GLENN DUVAL ET AL., PLAINTIFFS-APPELLEES,

v.

BURT SEVERSON ET AL., DEFENDANTS-APPELLANTS.



APPEAL from the Circuit Court of Cook County; the Hon. NATHAN M. COHEN, Judge, presiding.

MR. PRESIDING JUSTICE STAMOS DELIVERED THE OPINION OF THE COURT:

Rehearing denied December 10, 1973.

Plaintiffs filed a complaint alleging breach of a preincorporation agreement. The trial court granted plaintiff's motions for preliminary injunctions and appointed a receiver pendente lite. From the orders of the trial court, defendants have filed two interlocutory appeals which have been consolidated. Defendants contend that the trial court incorrectly construed the agreement and abused its discretion by entering the preliminary injunctions and appointing a receiver.

Prior to April 1, 1971, Burt Severson was the sole proprietor and operator of three bicycle stores. Donald Schillo and Glenn Duval were employes of Severson.

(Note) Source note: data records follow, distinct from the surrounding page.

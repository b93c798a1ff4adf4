//! Instanced rendering core.
//!
//! Owns the GPU side of drawing many copies of one mesh: buffer lifetime,
//! per-instance attribute streams, the static mesh and a device-resident
//! draw descriptor. Everything is written against [`GraphicsContext`], a
//! bind-to-edit API surface implemented by the wgpu backend and by the
//! in-memory [`RecordingContext`].
//!
//! # Invariants
//! - Every per-instance stream and the draw descriptor are sized for the
//!   same instance count before any instance data is written in a frame.
//! - All instance data is re-streamed every frame; nothing survives a
//!   resize.
//! - Resources are released when their wrapper is dropped.

mod buffer;
mod context;
mod error;
mod indirect;
mod instance;
mod mesh;
mod program;
mod recording;
mod renderer;
pub mod shaders;

pub use buffer::GpuBuffer;
pub use context::{
    BufferId, BufferTarget, BufferUsage, FRAGMENT_ENTRY, GraphicsContext, ProgramId, ProgramSource,
    VERTEX_ENTRY, VertexArrayId, VertexAttribute,
};
pub use error::{RenderError, ShaderStage};
pub use indirect::{DrawIndirectBuffer, DrawIndirectCommand};
pub use instance::{InstanceAttributeBuffer, LANE_WIDTH, instance_attribute_lanes};
pub use mesh::{CUBE_INDICES, CUBE_VERTICES, Mesh, POSITION_SLOT};
pub use program::ShaderProgram;
pub use recording::{DrawRecord, RecordingContext, UNINITIALISED};
pub use renderer::{
    COLOR_SLOT, CameraUniforms, FrameStats, InstanceChunk, InstanceQuery, InstancedRenderer,
    TRANSFORM_SLOT,
};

Negotiations between Severson, Duval, and Schillo regarding incorporation of the bicycle business resulted in the execution by them of a preincorporation agreement dated March 1, 1971. The agreement provided, in pertinent part, as follows:

"1. Severson will form a corporation in which all the parties will participate as stockholders and engage in the operation of said business.

2. A corporation shall be organized under the laws of the State of Illinois to be known as Severson's Schwinn Cyclery, Inc.

4. Upon incorporation the one hundred (100) shares of stock of the corporation shall be issued as follows:

(a) To Severson one hundred (100) shares of said authorized capital stock of which he shall retain fifty-one (51) shares and shall sell, transfer and deliver forty-nine (49) shares to Duval and Schillo to be shared equally between them.

5. Severson shall and will transfer to said corporation all of the assets of his present bicycle business including the Aurora property now used by said business, subject however to all business liabilities shown on his present business records (balance sheets) including any mortgage liability on the Aurora property, all as of December 31, 1970. Personal liabilities and taxes owed by Severson are not to be included.

7. Severson will accept as and for the shares of stock transferred to Duval and Schillo their respective personal notes for $25,725.00 each, payable in weekly installments of Fifty Dollars ($50.00) or more, said notes to be secured by and the satisfaction thereof limited to said corporate stock. In the event the weekly salary of the parties is increased the payments on said notes shall be increased proportionately.

9. Upon receipt of stock Severson, Duval and Schillo shall vote said stock so that the directors for the first year shall be Severson, Duval and Schillo and the officers for the first year shall be:

Burt Severson — President

Donald Schillo — Secretary — ...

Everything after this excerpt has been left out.